How do you deploy a package with AWS credentials? This is a fairly common question and since you really don’t want to store them in plain text, there is this package that can encrypt and decrypt any information you want. And it is by Gabor Csardi, so it must be good :).

This talk is responsible for this post, so not much more to add. And Docker all the things!

In my prevoius life I was a social scientist and IRT was one of the most exciting things I’ve came across. In many ways I see it as a gateway drug for some parts of social science into more rigorous world of scientific method.

As for the talk – it talks about how to connect multiple test forms in order to compare them between each other. More info on the CRAN page.

Web framework for R that makes it easy to create API-endpoints. Very similar to plumber, but one cool thing that they introduced is the way to serve an API scalably.

DOCKER ALL THE THINGS!

Short introduction to reinforcement learning and even shorter introduction to a package. I didn’t have a case where I thought I could use reinforcement learning, but maybe some day…

Renjin is an open-source implementation of R language that runs in JVM. It is designed to speed-up some code with, for example, JIT compilation in for-loops. In some cases it can improve speed of some code. One cool thing that was shown is that you can use renjing as a package to speed-up some parts of the code.

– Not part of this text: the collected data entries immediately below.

// EDB - Ethereum Debugger
// Copyright (C) 2024 Zhuo Zhang and Wuqi Zhang
//
// This program is free software: you can redistribute it and/or modify
// it under the terms of the GNU Affero General Public License as published by
// the Free Software Foundation, either version 3 of the License, or
// (at your option) any later version.
//
// This program is distributed in the hope that it will be useful,
// but WITHOUT ANY WARRANTY; without even the implied warranty of
// MERCHANTABILITY or FITNESS FOR A PARTICULAR PURPOSE. See the
// GNU Affero General Public License for more details.
//
// You should have received a copy of the GNU Affero General Public License
// along with this program. If not, see <https://www.gnu.org/licenses/>.

use std::fmt;

use alloy_primitives::{Address, Bytes, TxHash, U256};
use serde::{Deserialize, Serialize};

use crate::types::{CreationSite, ExecutingAddress};

/// The transaction whose trace is debugged
#[derive(Debug, Clone, PartialEq, Eq, Serialize, Deserialize)]
pub struct TransactionRecord {
    /// Transaction hash
    pub hash: TxHash,
    /// Block the transaction was mined in, if known
    pub block_number: Option<u64>,
    /// Position inside the block, if known
    pub transaction_index: Option<u64>,
    /// Sender
    pub from: Address,
    /// Recipient, `None` for contract creations
    pub to: Option<Address>,
    /// Value transferred
    pub value: U256,
    /// Calldata or init code
    pub input: Bytes,
}

impl TransactionRecord {
    /// Whether the transaction deploys a contract
    pub fn is_creation(&self) -> bool {
        self.to.is_none()
    }

    /// Address executing in the outermost frame
    pub fn root_address(&self) -> ExecutingAddress {
        match self.to {
            Some(to) => ExecutingAddress::Contract(to),
            None => ExecutingAddress::Creation(CreationSite::Transaction),
        }
    }
}

/// How the user designated the transaction to debug
#[derive(Debug, Clone, PartialEq, Eq, Serialize, Deserialize)]
pub enum TransactionRef {
    /// A full transaction record, used as is
    Record(TransactionRecord),
    /// A transaction hash to look up
    Hash(TxHash),
    /// A transaction designated by its position in a block
    BlockIndex {
        /// Block number
        block_number: u64,
        /// Index inside the block
        tx_index: u64,
    },
}

impl From<TransactionRecord> for TransactionRef {
    fn from(record: TransactionRecord) -> Self {
        Self::Record(record)
    }
}

impl From<TxHash> for TransactionRef {
    fn from(hash: TxHash) -> Self {
        Self::Hash(hash)
    }
}

impl fmt::Display for TransactionRef {
    fn fmt(&self, f: &mut fmt::Formatter<'_>) -> fmt::Result {
        match self {
            Self::Record(record) => write!(f, "{}", record.hash),
            Self::Hash(hash) => write!(f, "{hash}"),
            Self::BlockIndex { block_number, tx_index } => {
                write!(f, "block {block_number} tx #{tx_index}")
            }
        }
    }
}
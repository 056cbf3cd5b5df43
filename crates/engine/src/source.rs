// EDB - Ethereum Debugger
// Copyright (C) 2024 Zhuo Zhang and Wuqi Zhang
//
// This program is free software: you can redistribute it and/or modify
// it under the terms of the GNU Affero General Public License as published by
// the Free Software Foundation, either version 3 of the License, or
// (at your option) any later version.
//
// This program is distributed in the hope that it will be useful,
// but WITHOUT ANY WARRANTY; without even the implied warranty of
// MERCHANTABILITY or FITNESS FOR A PARTICULAR PURPOSE. See the
// GNU Affero General Public License for more details.
//
// You should have received a copy of the GNU Affero General Public License
// along with this program. If not, see <https://www.gnu.org/licenses/>.

//! Source location resolution.
//!
//! Turning a step into a source span takes three lookups: the compiled contract whose
//! code the executing frame runs, the instruction index of the step's program counter
//! within that code, and the source map entry at that index. Every failure along the
//! way is reported as an [`UnresolvedReason`] rather than an error, since a missing
//! highlight is an expected outcome for library code, injected code or a stale build.

use std::sync::Arc;

use auto_impl::auto_impl;
use foundry_compilers::artifacts::sourcemap::{self, SourceElement};
use rdb_common::types::{
    CompilationArtifactView, ContractArtifact, ExecutingAddress, LineColumn, LineColumnRange,
    LocationOutcome, RawSourceRange, ResolvedLocation, SourceFile, SourceLocation, Trace,
    UnresolvedReason,
};
use tracing::{debug, trace};

use crate::{frames::CallFrameIndex, utils::InstructionIndex};

/// Translates a raw byte range of a source file into a line/column span
#[auto_impl(&, Arc, Box)]
pub trait LineColumnConverter: Send + Sync {
    /// Returns `None` when the range does not lie within the source text
    fn convert(&self, source: &SourceFile, range: RawSourceRange) -> Option<LineColumnRange>;
}

/// Converter based on the source's line-break table
#[derive(Debug, Clone, Copy, Default)]
pub struct LineBreakConverter;

impl LineBreakConverter {
    fn position(line_starts: &[usize], offset: usize) -> LineColumn {
        // line_starts[0] == 0, so at least one line start is <= offset
        let line = line_starts.partition_point(|&start| start <= offset).saturating_sub(1);
        LineColumn { line, column: offset - line_starts[line] }
    }
}

impl LineColumnConverter for LineBreakConverter {
    fn convert(&self, source: &SourceFile, range: RawSourceRange) -> Option<LineColumnRange> {
        if range.end() > source.content.len() {
            return None;
        }
        let starts = source.line_starts();
        Some(LineColumnRange {
            start: Self::position(starts, range.offset),
            end: Self::position(starts, range.end()),
        })
    }
}

/// Which of a contract's two mapping tables applies
#[derive(Debug, Clone, Copy, PartialEq, Eq)]
pub enum CodeKind {
    /// Init code, mapped by the creation source map
    Creation,
    /// Deployed code, mapped by the runtime source map
    Runtime,
}

/// Decoded mapping table of one compiled contract, ready for per-step lookups
#[derive(Debug, Clone)]
pub struct ContractSourceMap {
    /// Name of the matched contract
    pub contract: String,
    /// Table kind
    pub kind: CodeKind,
    instructions: InstructionIndex,
    elements: Vec<SourceElement>,
}

impl ContractSourceMap {
    /// Source map element for the instruction starting at `pc`
    fn element_at(&self, pc: usize) -> Option<&SourceElement> {
        self.instructions.instruction_at(pc).and_then(|index| self.elements.get(index))
    }
}

/// Maps steps to source locations against a compilation artifact
#[derive(Clone)]
pub struct SourceLocationResolver {
    converter: Arc<dyn LineColumnConverter>,
}

impl std::fmt::Debug for SourceLocationResolver {
    fn fmt(&self, f: &mut std::fmt::Formatter<'_>) -> std::fmt::Result {
        f.debug_struct("SourceLocationResolver").finish_non_exhaustive()
    }
}

impl Default for SourceLocationResolver {
    fn default() -> Self {
        Self::new(Arc::new(LineBreakConverter))
    }
}

impl SourceLocationResolver {
    /// Create a resolver using the given line/column converter
    pub fn new(converter: Arc<dyn LineColumnConverter>) -> Self {
        Self { converter }
    }

    /// Select and decode the mapping table for the code executed by `address`
    pub fn prepare(
        &self,
        address: &ExecutingAddress,
        trace: &Trace,
        artifact: Option<&CompilationArtifactView>,
    ) -> Result<ContractSourceMap, UnresolvedReason> {
        let artifact = artifact.ok_or(UnresolvedReason::NoArtifact)?;
        let code = trace.bytecode(address).ok_or(UnresolvedReason::NoCode)?;

        let kind = if address.is_creation() { CodeKind::Creation } else { CodeKind::Runtime };
        let (name, contract) = find_contract(artifact, code, kind)
            .ok_or(UnresolvedReason::NoMatchingContract)?;

        let raw = match kind {
            CodeKind::Creation => &contract.source_map,
            CodeKind::Runtime => &contract.deployed_source_map,
        };
        let elements =
            sourcemap::parse(raw).map_err(|e| UnresolvedReason::InvalidSourceMap(e.to_string()))?;

        trace!(%address, contract = name, ?kind, entries = elements.len(), "Prepared source map");
        Ok(ContractSourceMap {
            contract: name.to_string(),
            kind,
            instructions: InstructionIndex::new(code),
            elements,
        })
    }

    /// Look up the source location of the instruction at `pc` in a prepared table
    pub fn locate(
        &self,
        map: &ContractSourceMap,
        pc: usize,
        artifact: &CompilationArtifactView,
    ) -> LocationOutcome {
        let Some(element) = map.element_at(pc) else {
            return UnresolvedReason::NoSourceMapping.into();
        };
        let Some(file_id) = element.index() else {
            return UnresolvedReason::NoSourceMapping.into();
        };
        let Some(source) = artifact.source(file_id) else {
            return UnresolvedReason::UnknownSource(file_id).into();
        };

        let range = RawSourceRange::new(element.offset() as usize, element.length() as usize);
        match self.converter.convert(source, range) {
            Some(span) => LocationOutcome::Resolved(SourceLocation {
                file_id,
                path: source.path.clone(),
                range,
                span,
            }),
            None => UnresolvedReason::OffsetOutOfBounds.into(),
        }
    }

    /// Resolve the instruction at `pc` executed by `address`
    pub fn resolve(
        &self,
        address: &ExecutingAddress,
        pc: usize,
        trace: &Trace,
        artifact: Option<&CompilationArtifactView>,
    ) -> LocationOutcome {
        let Some(artifact) = artifact else {
            return UnresolvedReason::NoArtifact.into();
        };
        match self.prepare(address, trace, Some(artifact)) {
            Ok(map) => self.locate(&map, pc, artifact),
            Err(reason) => reason.into(),
        }
    }

    /// Resolve a step of a loaded trace, including its executing address
    pub fn resolve_step(
        &self,
        frames: &CallFrameIndex,
        trace: &Trace,
        step: usize,
        artifact: Option<&CompilationArtifactView>,
    ) -> ResolvedLocation {
        let outcome = match (frames.address_at(step), trace.get(step)) {
            (Ok(address), Some(executed)) => self.resolve(&address, executed.pc, trace, artifact),
            (Err(err), _) => UnresolvedReason::Address(err).into(),
            (Ok(_), None) => UnresolvedReason::NoCode.into(),
        };

        if let LocationOutcome::Unresolved(reason) = &outcome {
            debug!(step, %reason, "No source location for step");
        }
        ResolvedLocation { step, outcome }
    }
}

/// Find the compiled contract whose code of the given kind is `code`
///
/// Ties are broken by contract name so the choice does not depend on map order.
fn find_contract<'a>(
    artifact: &'a CompilationArtifactView,
    code: &[u8],
    kind: CodeKind,
) -> Option<(&'a str, &'a ContractArtifact)> {
    artifact
        .contracts
        .iter()
        .filter(|(_, contract)| match kind {
            CodeKind::Runtime => {
                crate::utils::same_runtime_code(code, &contract.deployed_bytecode)
            }
            // Init code is followed by the constructor arguments
            CodeKind::Creation => {
                !contract.bytecode.is_empty() && code.starts_with(&contract.bytecode)
            }
        })
        .min_by(|(a, _), (b, _)| a.cmp(b))
        .map(|(name, contract)| (name.as_str(), contract))
}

Overview of odbc package that is one part of modern pipeline of using R with databases without too much headache. I’m still unclear where you supposed to get ODBC drivers if you are not using professional version of RStudio.

IBM package that abstracts away the work with Spark by providing a way to compile your R code to Spark code that can be executed in a distributed manner.

Update on the R Consortium-backed project to improve DBI in R.

No video. Slides are extended and beautified version of vignette.

Some practical cases of how to make sure that you actually using JIT. Similar to renjin you need to pay attention to not use source, eval and similar things since then there is no way for compiler to work properly.

But the talk is about how one can use R from Haskell. Haskell provides a strong typing, while R takes a role to do machine learning and other cool stuff that is difficult in Haskell

The talk covers the package shiny.collections that is designed to provide a way to have Google Docs-like collaboration. What it does is abstracts away a call to database that may change over time and you’ll always get the most recent version of that database in your version of Shiny. In the presentation Marek showed how you can create a chat application with only 50 lines of code, so it can be a very interesting way to handle multiple users doing something in your shiny app with not too much overhead.